Она обернулась и уставилась на меня. Судя по количеству бутылок, ей уже полагалось окосеть, но взгляд был пристальный. Она снова затянулась.
— Не бросите эту соску, — я показал на сигарету, — точно окочуритесь.
— Смышленый парень, — отрешенно парировала она.
— Вы бы видели меня, когда я был пацаном.
— И что изменилось?
Я не сдержал улыбки:
— А вы из тех, за кем всегда остается последнее слово, да?
Она безразлично хмыкнула. Затем бросила сигарету и раздавила ее каблучком. Втертая в ковер сигарета только пшикнула. Видимо, Флердоранж так поступала уже раз десять. А ковер хороший. Вернее, когда-то был. Сочного красного цвета с толстым ворсом. С учетом испорченного ковра и пьяного кутежа мой счет за гостиницу вырос так, что беседы с Чаком в Кливленде не избежать.
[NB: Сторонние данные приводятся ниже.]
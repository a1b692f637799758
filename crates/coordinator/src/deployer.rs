use std::collections::BTreeMap;
use std::sync::Arc;
use std::time::Instant;

use deploy::{
    should_deploy, verify, CommandRunner, DeployError, DeploymentRunId, ExecutionMode,
    PushPayload, Registry, RepositoryConfig, RepositoryId, StatusSnapshot, StatusStore,
    StatusTracker, Timestamp,
};
use tokio::sync::{Mutex, OwnedMutexGuard};
use tracing::{debug, error, info, info_span, warn, Instrument};

/// What happened to a delivery that passed authentication and validation.
#[derive(Debug, Clone, Copy, PartialEq, Eq)]
pub enum TriggerOutcome {
    /// The payload targets a different branch; nothing ran and no status
    /// changed.
    Ignored,
    /// The deployment started in the background.
    Accepted { run_id: DeploymentRunId },
    /// The deployment ran to completion before returning.
    Completed {
        run_id: DeploymentRunId,
        success: bool,
    },
}

/// Owns the status tracker and the per-repository execution locks.
///
/// Cheap to clone; clones share the same state.
#[derive(Clone)]
pub struct Deployer {
    inner: Arc<Inner>,
}

struct Inner {
    registry: Arc<Registry>,
    tracker: StatusTracker,
    store: Arc<dyn StatusStore>,
    runner: Arc<dyn CommandRunner>,
    mode: ExecutionMode,
    // One slot per registered repository; never grows after construction.
    locks: BTreeMap<RepositoryId, Arc<Mutex<()>>>,
    // Orders snapshot writes so an older snapshot never lands after a newer one.
    flush_lock: Mutex<()>,
}

impl Deployer {
    pub fn new(
        registry: Arc<Registry>,
        tracker: StatusTracker,
        store: Arc<dyn StatusStore>,
        runner: Arc<dyn CommandRunner>,
        mode: ExecutionMode,
    ) -> Self {
        let locks = registry
            .ids()
            .map(|id| (id.clone(), Arc::new(Mutex::new(()))))
            .collect();
        Self {
            inner: Arc::new(Inner {
                registry,
                tracker,
                store,
                runner,
                mode,
                locks,
                flush_lock: Mutex::new(()),
            }),
        }
    }

    /// Builds a deployer whose status starts from the store's last snapshot.
    ///
    /// An unreadable or corrupt snapshot is discarded with a warning; startup
    /// never fails because of persisted status.
    pub async fn restore(
        registry: Arc<Registry>,
        store: Arc<dyn StatusStore>,
        runner: Arc<dyn CommandRunner>,
        mode: ExecutionMode,
    ) -> Self {
        let snapshot = match store.load().await {
            Ok(snapshot) => snapshot,
            Err(e) => {
                warn!(error = %e, "Discarding unreadable deployment status, starting fresh");
                StatusSnapshot::new()
            }
        };
        let tracker = StatusTracker::from_snapshot(snapshot, &registry);
        info!(
            repositories = registry.len(),
            restored = tracker.snapshot().len(),
            mode = %mode,
            "Deployment status restored"
        );
        Self::new(registry, tracker, store, runner, mode)
    }

    pub fn registry(&self) -> &Registry {
        &self.inner.registry
    }

    pub fn mode(&self) -> ExecutionMode {
        self.inner.mode
    }

    /// Current status of every repository that has seen a deployment.
    pub fn status(&self) -> StatusSnapshot {
        self.inner.tracker.snapshot()
    }

    /// Runs one webhook delivery through authentication, validation, the
    /// branch filter, and (if all pass) a deployment.
    ///
    /// The signature is checked against the raw body before the body is
    /// parsed and before any status changes.
    pub async fn handle_delivery(
        &self,
        raw_id: &str,
        signature: Option<&str>,
        body: &[u8],
    ) -> Result<TriggerOutcome, DeployError> {
        let config = self
            .inner
            .registry
            .find(raw_id)
            .ok_or_else(|| DeployError::UnknownRepository {
                id: raw_id.to_string(),
            })?;

        if !verify(signature, body, &config.secret) {
            warn!(repository = %config.id, "Rejected webhook with invalid signature");
            return Err(DeployError::Unauthorized);
        }

        let payload = PushPayload::from_slice(body)?;
        if !should_deploy(&payload, &config.branch) {
            debug!(
                repository = %config.id,
                git_ref = payload.git_ref.as_deref().unwrap_or_default(),
                branch = %config.branch,
                "Ignoring push to another branch"
            );
            return Ok(TriggerOutcome::Ignored);
        }

        self.deploy(config).await
    }

    /// Starts a deployment of `config`, refusing if one is already running
    /// for the same repository.
    pub async fn deploy(&self, config: &RepositoryConfig) -> Result<TriggerOutcome, DeployError> {
        let lock = self.inner.locks.get(&config.id).cloned().ok_or_else(|| {
            DeployError::UnknownRepository {
                id: config.id.to_string(),
            }
        })?;
        let guard = lock
            .try_lock_owned()
            .map_err(|_| DeployError::DeploymentInProgress {
                id: config.id.clone(),
            })?;

        let run_id = DeploymentRunId::new_random();
        let span = info_span!("deployment", repository = %config.id, run_id = %run_id);

        self.inner.tracker.record_attempt(&config.id, Timestamp::now());

        // No await between taking the lock and handing it to the run: the
        // run owns the lock, so dropping the caller neither cancels the run
        // nor frees the lock early.
        let run = tokio::spawn(
            Arc::clone(&self.inner)
                .supervise(config.clone(), guard)
                .instrument(span),
        );

        match self.inner.mode {
            ExecutionMode::Sync => {
                let success = match run.await {
                    Ok(success) => success,
                    Err(e) => {
                        error!(error = %e, "Deployment supervisor aborted");
                        false
                    }
                };
                Ok(TriggerOutcome::Completed { run_id, success })
            }
            ExecutionMode::Async => Ok(TriggerOutcome::Accepted { run_id }),
        }
    }

    /// Waits until no deployment is running.
    ///
    /// Used on shutdown so background deployments are not cut off mid-run.
    pub async fn drain(&self) {
        for lock in self.inner.locks.values() {
            let _idle = lock.lock().await;
        }
    }
}

impl Inner {
    /// Runs the command and records its result. Returns `true` on success.
    async fn execute(&self, config: &RepositoryConfig) -> bool {
        info!(working_dir = %config.working_dir.display(), "Deployment started");
        let started = Instant::now();

        let success = match self.runner.run(&config.working_dir, &config.command).await {
            Ok(outcome) => {
                self.tracker
                    .record_result(&config.id, &outcome, Timestamp::now());
                if outcome.is_success() {
                    info!(
                        duration_ms = outcome.duration.as_millis() as u64,
                        "Deployment succeeded"
                    );
                } else {
                    warn!(
                        exit_code = ?outcome.exit_code,
                        duration_ms = outcome.duration.as_millis() as u64,
                        "Deployment failed"
                    );
                }
                outcome.is_success()
            }
            Err(e) => {
                error!(error = %e, "Deployment command could not be run");
                self.tracker.record_failure(&config.id, started.elapsed());
                false
            }
        };

        self.flush().await;
        success
    }

    /// Detached half of a deployment. Returns `true` on success.
    ///
    /// The run itself is a separate task so that a panic inside the runner is
    /// still recorded as a failure before the repository lock is released.
    async fn supervise(
        self: Arc<Self>,
        config: RepositoryConfig,
        guard: OwnedMutexGuard<()>,
    ) -> bool {
        self.flush().await;

        let started = Instant::now();
        let run = {
            let inner = Arc::clone(&self);
            let config = config.clone();
            tokio::spawn(async move { inner.execute(&config).await }.in_current_span())
        };

        let success = match run.await {
            Ok(success) => success,
            Err(e) => {
                error!(error = %e, "Deployment task aborted");
                self.tracker.record_failure(&config.id, started.elapsed());
                self.flush().await;
                false
            }
        };
        drop(guard);
        success
    }

    /// Writes the full snapshot. Failures are logged; in-memory status stays
    /// authoritative.
    async fn flush(&self) {
        let _ordered = self.flush_lock.lock().await;
        let snapshot = self.tracker.snapshot();
        if let Err(e) = self.store.save(&snapshot).await {
            warn!(error = %e, "Failed to persist deployment status");
        }
    }
}

#[cfg(test)]
#[path = "deployer_tests.rs"]
mod tests;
Я сел в кресло. Ее силуэт четко выделялся на фоне окна. Тьма в комнате скрывала ее черты. Я подумал было включить свет, затем подумал — не включать. Я просто сидел и слушал, как дождь ритмично стучит в окно.
— Так вы сюда заглянули, чтобы выпить пару пива? — наконец спросил я, равнодушно удивляясь, отчего мой первый порыв — всегда к сарказму.
— Я уже ухожу, — сказала она. Но не двинулась, и слова ее повисли в воздухе вместе с сигаретным дымом.
— Глупости.
Это адресовалось скорее мне, чем ей. Я встал и подошел к ней. Еще несколько футов — но ее взгляд меня остановил. Не красный свет, а желтый. Сбрось скорость. Будь осмотрительнее. Лично я всегда проезжаю на желтый свет на полной скорости.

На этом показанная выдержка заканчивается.